The step of Providing a Fracture Reduction Apparatus Step (315) includes providing a fracture reduction apparatus such as the fracture reduction apparatus (200) described with reference to
After insertion of the fracture reduction instrument, the substantially S-shaped or curved distal end of the dual lumen (218) shown in the illustrated version is projected into the vertebral cavity such that the balloon (212) is centrally located within the cavity. In one version, the balloon (212) is positioned such that, upon expansion, the walls of the balloon press against the exposed endplates of the vertebra after cancellous bone has been removed. Other versions may compact substantial or minimal amounts of cancellous bone. The balloon (212) may be constructed from flexible but substantially inelastic PET such that the balloon (212) expands only to a predetermined shape regardless of the level of inflationary pressure. The balloon (212) may be configured to expand against the cortical endplates to reduce a vertebral fracture, but not to penetrate the anterior pocket of the cavity into which the cancellous bone may be collected. Thus, in one version, the vertebral endplates are expanded to reduce the vertebral fracture without compacting or removing cancellous bone. Alternative versions may incorporate removing and/or compacting cancellous bone.

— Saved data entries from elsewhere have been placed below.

//! # Neonatal Ward Tracker
//!
//! Core backend for tracking newborns, their mothers and clinical
//! measurements in a maternity ward. This crate provides:
//! - Synchronous domain services over a pluggable storage boundary
//! - A clinical risk classifier turning the latest measurements into a
//!   triage status and recommendation text
//! - A serological-incompatibility screen between mother and newborn
//! - An append-only audit/version log with a per-newborn timeline and
//!   restore-as-new-record
//!
//! Authentication, rendering, HTTP routing and durable persistence are
//! external collaborators; the crate exposes plain records and the
//! storage traits those collaborators implement.

pub mod domain;
pub mod storage;

// Re-export commonly used types
pub use storage::memory::MemoryStore;

/// Main backend struct that orchestrates all ward services
pub struct Backend {
    pub mother_service: domain::MotherService,
    pub newborn_service: domain::NewbornService,
    pub measurement_service: domain::MeasurementService,
    pub report_service: domain::ReportService,
    pub audit_service: domain::AuditService,
}

impl Backend {
    /// Create a backend over a fresh in-memory store
    pub fn new() -> Self {
        Self::with_store(MemoryStore::new())
    }

    /// Create a backend over an existing store
    pub fn with_store(store: MemoryStore) -> Self {
        Backend {
            mother_service: domain::MotherService::new(store.clone()),
            newborn_service: domain::NewbornService::new(store.clone()),
            measurement_service: domain::MeasurementService::new(store.clone()),
            report_service: domain::ReportService::new(store.clone()),
            audit_service: domain::AuditService::new(store),
        }
    }
}

impl Default for Backend {
    fn default() -> Self {
        Self::new()
    }
}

The step of Inflating the Fracture Reduction Apparatus to Reduce a Fracture Step (317) includes inflating the fracture reduction element (200), for example, against the exposed endplates of a vertebra to reduce a fracture. In one version, the balloon (212) is expanded uniformly with the introduction of a flowable material, such as saline, via the access port (202). In one version, the flexible but inelastic PET balloon (212) is configured to expand against the endplates of the vertebra without expanding to fill the entire cavity. In this manner, the bone fracture is reduced without compacting the bone retained within the anterior pocket of the cavity. After being positioned adjacent the endplates of the vertebra in accordance with Step (316), the balloon (212) is inflated with a syringe by introducing saline solution through the access port (202) and saline delivery lumen (222). The inflation of the balloon (212) corresponds to the volume of saline delivered through the syringe. A surgeon determines sufficient inflation by viewing the fracture reduction apparatus (200) under a fluoroscope and by monitoring the pressure gauge. Because the balloon (212), in the illustrated version, is constructed from flexible but substantially inelastic PET, the balloon expands only to its predetermined shape regardless of the level of inflationary pressure. The balloon (212) is configured to expand against the cortical endplates to reduce the fracture, but not to penetrate the anterior pocket of the cavity into which the cancellous bone has collected. Thus, in one version, the vertebral endplates are expanded to reduce the fracture without compacting or removing cancellous bone.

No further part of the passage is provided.